Uncle Jack turned bright smiling eyes on his nephew. “You forget,” he said briskly; “it wasn’t Peter who did it; he was only the instrument. You might as well call the cup in which you take your beef tea the food, as to call Peter the physician in this case.”
“Well, then,” said Jack, looking resolute, “I don’t understand why he doesn’t cure folks now—Jesus, I mean. People say he is here all the time, though we can’t see him, and that he is just the same as ever he was; why don’t he cure you, Uncle Jack, just as he cured the man at the temple gate?”
“He has,” said Uncle Jack promptly; “He has performed a much greater cure for me than He did for the man at the gate.”
And then Jack looked astounded. As though he did not know that his Uncle Jack had not taken a step in two years, and even the great surgeon from the city could not be sure if he ever would.

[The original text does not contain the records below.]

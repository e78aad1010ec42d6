pub mod config;
pub mod format;
pub mod metrics;

pub use config::{default_threshold, ConfigError, RecommendationPolicy, ScoringConfig, Threshold};
pub use format::{format_money, format_value, NOT_AVAILABLE};
pub use metrics::{compound_growth, definition, Direction, MetricDefinition, ValueFormat, METRICS};

use analysis_core::{MetricResult, MetricValue, RawFundamentals, ScoreCard, Verdict};

/// Scores a ticker's fundamentals against the metric table.
///
/// Pure and deterministic: the same fundamentals and configuration always
/// produce the same scorecard, and a missing input only ever turns the metrics
/// that need it into `Unknown`.
pub struct FundamentalAnalysisEngine {
    config: ScoringConfig,
}

impl FundamentalAnalysisEngine {
    pub fn new() -> Self {
        Self {
            config: ScoringConfig::default(),
        }
    }

    pub fn with_config(config: ScoringConfig) -> Result<Self, ConfigError> {
        config.validate()?;
        Ok(Self { config })
    }

    pub fn config(&self) -> &ScoringConfig {
        &self.config
    }

    /// Evaluate one metric: resolve inputs, compute, compare to its threshold
    pub fn evaluate(&self, def: &MetricDefinition, raw: &RawFundamentals) -> MetricResult {
        let computed = match def.inputs.iter().find(|f| !raw.has(**f)) {
            Some(field) => Err(analysis_core::Unavailable::MissingInput { field: *field }),
            None => (def.formula)(raw, &self.config),
        };

        let (value, unavailable) = match computed {
            Ok(value) => (value, None),
            Err(reason) => (MetricValue::NotApplicable, Some(reason)),
        };

        let verdict = self.config.threshold(def.id).evaluate(value);

        MetricResult {
            id: def.id,
            name: def.name,
            value,
            display: format_value(value, def.format),
            verdict,
            unavailable,
        }
    }

    pub fn score(&self, raw: &RawFundamentals) -> ScoreCard {
        let results: Vec<MetricResult> = METRICS.iter().map(|def| self.evaluate(def, raw)).collect();

        let count = |verdict: Verdict| results.iter().filter(|r| r.verdict == verdict).count();
        let pass_count = count(Verdict::Pass);
        let fail_count = count(Verdict::Fail);
        let unknown_count = count(Verdict::Unknown);

        let recommendation = self
            .config
            .recommendation
            .recommend(pass_count, fail_count, unknown_count);

        tracing::debug!(
            "Scored {}: {} pass, {} fail, {} unknown -> {}",
            raw.symbol,
            pass_count,
            fail_count,
            unknown_count,
            recommendation.to_label()
        );

        ScoreCard {
            symbol: raw.symbol.clone(),
            results,
            pass_count,
            fail_count,
            unknown_count,
            recommendation,
        }
    }
}

impl Default for FundamentalAnalysisEngine {
    fn default() -> Self {
        Self::new()
    }
}

/// Score with the default configuration
pub fn score(raw: &RawFundamentals) -> ScoreCard {
    FundamentalAnalysisEngine::new().score(raw)
}

#[cfg(test)]
mod tests {
    use super::*;
    use analysis_core::{Field, MetricId, Recommendation, Unavailable};
    use std::collections::BTreeMap;

    fn healthy() -> RawFundamentals {
        let mut raw = RawFundamentals::new("GOOD");
        raw.price = Some(50.0);
        raw.revenue = Some(1_000.0);
        raw.net_income = Some(150.0);
        raw.operating_income = Some(200.0);
        raw.ebitda = Some(250.0);
        raw.total_equity = Some(1_000.0);
        raw.total_debt = Some(400.0);
        raw.total_assets = Some(2_000.0);
        raw.current_assets = Some(600.0);
        raw.current_liabilities = Some(300.0);
        raw.inventory = Some(100.0);
        raw.operating_cash_flow = Some(220.0);
        raw.capital_expenditures = Some(-60.0);
        raw.shares_outstanding = Some(100.0);
        raw.eps = Some(5.0);
        raw.dividend_yield = Some(0.03);
        raw.insider_ownership = Some(0.08);
        raw.enterprise_value = Some(3_000.0);
        raw.market_cap = Some(5_000.0);
        raw.revenue_history = vec![Some(800.0), Some(870.0), Some(930.0), Some(1_000.0)];
        raw.eps_history = vec![Some(3.0), Some(3.5), Some(4.2), Some(5.0)];
        raw.buybacks = Some(true);
        raw
    }

    #[test]
    fn test_empty_fundamentals_score_unknown() {
        let card = score(&RawFundamentals::new("EMPTY"));

        assert_eq!(card.results.len(), 21);
        assert_eq!(card.unknown_count, 21);
        assert_eq!(card.pass_count, 0);
        assert_eq!(card.fail_count, 0);
        assert_eq!(card.recommendation, Recommendation::Unknown);
        for result in &card.results {
            assert_eq!(result.value, MetricValue::NotApplicable);
            assert_eq!(result.display, "N/A");
            assert!(matches!(result.unavailable, Some(Unavailable::MissingInput { .. })));
        }
    }

    #[test]
    fn test_exact_threshold_passes() {
        let mut raw = RawFundamentals::new("EDGE");
        raw.revenue = Some(100.0);
        raw.net_income = Some(10.0);

        let card = score(&raw);
        let margin = card.result(MetricId::NetProfitMargin).unwrap();
        assert_eq!(margin.value, MetricValue::Number(10.0));
        assert_eq!(margin.verdict, Verdict::Pass);
        assert_eq!(margin.display, "10.00%");
    }

    #[test]
    fn test_zero_current_liabilities_is_unknown_not_infinite() {
        let mut raw = RawFundamentals::new("ZERO");
        raw.current_assets = Some(500.0);
        raw.current_liabilities = Some(0.0);
        raw.inventory = Some(10.0);

        let card = score(&raw);
        for id in [MetricId::CurrentRatio, MetricId::QuickRatio] {
            let result = card.result(id).unwrap();
            assert_eq!(result.verdict, Verdict::Unknown);
            assert_eq!(
                result.unavailable,
                Some(Unavailable::InvalidDenominator {
                    field: Field::CurrentLiabilities
                })
            );
        }
    }

    #[test]
    fn test_results_follow_table_order_and_counts_add_up() {
        let card = score(&healthy());
        let ids: Vec<MetricId> = card.results.iter().map(|r| r.id).collect();
        assert_eq!(ids, MetricId::ALL.to_vec());
        assert_eq!(card.pass_count + card.fail_count + card.unknown_count, card.total());
    }

    #[test]
    fn test_healthy_company_is_a_buy() {
        let card = score(&healthy());
        assert_eq!(card.unknown_count, 0);
        assert_eq!(card.recommendation, Recommendation::Buy);
        // P/E of 10 sits inside the 0..=25 band
        assert_eq!(card.result(MetricId::PriceToEarnings).unwrap().verdict, Verdict::Pass);
    }

    #[test]
    fn test_missing_input_only_affects_dependent_metrics() {
        let mut raw = healthy();
        raw.revenue = None;
        let card = score(&raw);

        for result in &card.results {
            let needs_revenue = definition(result.id).inputs.contains(&Field::Revenue);
            if needs_revenue {
                assert_eq!(result.verdict, Verdict::Unknown, "{:?}", result.id);
                assert_eq!(
                    result.unavailable,
                    Some(Unavailable::MissingInput {
                        field: Field::Revenue
                    })
                );
            } else {
                assert_ne!(result.verdict, Verdict::Unknown, "{:?}", result.id);
            }
        }
    }

    #[test]
    fn test_scoring_is_deterministic() {
        let raw = healthy();
        let engine = FundamentalAnalysisEngine::new();
        assert_eq!(engine.score(&raw), engine.score(&raw));
    }

    #[test]
    fn test_threshold_override_changes_verdict() {
        let mut thresholds = BTreeMap::new();
        thresholds.insert(
            "net_profit_margin".to_string(),
            Threshold::AtLeast { min: 20.0 },
        );
        let engine = FundamentalAnalysisEngine::with_config(ScoringConfig {
            thresholds,
            ..Default::default()
        })
        .unwrap();

        let card = engine.score(&healthy());
        assert_eq!(card.result(MetricId::NetProfitMargin).unwrap().verdict, Verdict::Fail);
    }

    #[test]
    fn test_with_config_rejects_invalid() {
        let config = ScoringConfig {
            growth_window: 0,
            ..Default::default()
        };
        assert!(FundamentalAnalysisEngine::with_config(config).is_err());
    }
}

The gay young uncle laughed over his astonishment, then said: “I see I shall have to tell you something, Jackie. Before I was hurt I was in a bad way—lame not only in my feet, but in my will power, which is much worse. I was making a headlong rush toward ruin, and when the accident happened which laid me flat on my back, I knew before many weeks that it was Jesus Christ trying to cure me.”

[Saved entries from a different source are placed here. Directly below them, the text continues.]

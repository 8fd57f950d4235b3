//! Per-location I/O primitives.
//!
//! The engine fans each operation out over every location in a file's share
//! group; a [`LocationTransport`] supplies the mechanism for one location.
//! [`LocalTransport`] assumes all locations are reachable through a shared
//! mount; [`RemoteTransport`] shells out to configured copy/remove commands
//! for machines reachable only via remote command execution.

use std::path::Path;

use async_trait::async_trait;

use crate::error::Result;

mod local;
mod remote;

pub use local::LocalTransport;
pub use remote::{
    CP_TEMPLATE_KEY, DST_MACHINE_PATTERN, DST_PATH_PATTERN, MKDIR_TEMPLATE_KEY, RM_TEMPLATE_KEY,
    RemoteTransport, SRC_PATH_PATTERN,
};

/// Capability interface for one storage location.
///
/// `machine` is the optional machine component of the location descriptor,
/// `location` its root path, and `rel` the location-relative file path
/// (`namespace/group/path`). Implementations may ignore `machine` when all
/// locations share a mount.
#[async_trait]
pub trait LocationTransport: Send + Sync {
    /// Copy the locally staged file `src` to `location`/`rel`. When
    /// `overwrite` is false an existing destination is left untouched
    /// (where the transport can tell).
    async fn copy_file(
        &self,
        machine: Option<&str>,
        location: &Path,
        rel: &Path,
        src: &Path,
        overwrite: bool,
    ) -> Result<()>;

    /// Remove `location`/`rel` if it exists; absence is not an error.
    async fn delete_file(&self, machine: Option<&str>, location: &Path, rel: &Path) -> Result<()>;

    /// Move `location`/`src_rel` to `location`/`dst_rel`. `staged` is a
    /// locally resolved copy of the source bytes, for transports that
    /// cannot rename in place.
    async fn rename_file(
        &self,
        machine: Option<&str>,
        location: &Path,
        src_rel: &Path,
        dst_rel: &Path,
        staged: &Path,
    ) -> Result<()>;

    /// Acquire an advisory lock on `location`/`rel`, blocking until
    /// available. Transports without a locking mechanism may implement this
    /// as a no-op, in which case no mutual exclusion is provided.
    async fn lock_file(
        &self,
        machine: Option<&str>,
        location: &Path,
        rel: &Path,
        exclusive: bool,
    ) -> Result<()>;

    /// Release a lock previously taken with `lock_file`.
    async fn release(&self, machine: Option<&str>, location: &Path, rel: &Path) -> Result<()>;
}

Little Jack stared. “Couldn’t He have done it without that?” he asked.
“No,” said his uncle confidently; “I don’t believe He could. I wouldn’t let Him, you see. He had called me hundreds of times, and urged me to let Him do the best things for me, but I wouldn’t. My will power, as I told you, was lame, sick—deathly sick; I couldn’t seem to want to be cured, nor to do any of my part of the work. There is always our part to do in a cure, you know.” Jack nodded, and remembered the bitter medicine which he had rebelled against swallowing. “Well, I wouldn’t do my part; refused out and out, and kept on refusing until I was placed on my back. I suppose the Lord Jesus knew that that only would bring me to my senses, and give him a chance to cure my heart sickness, so he let it come to me. Understand?”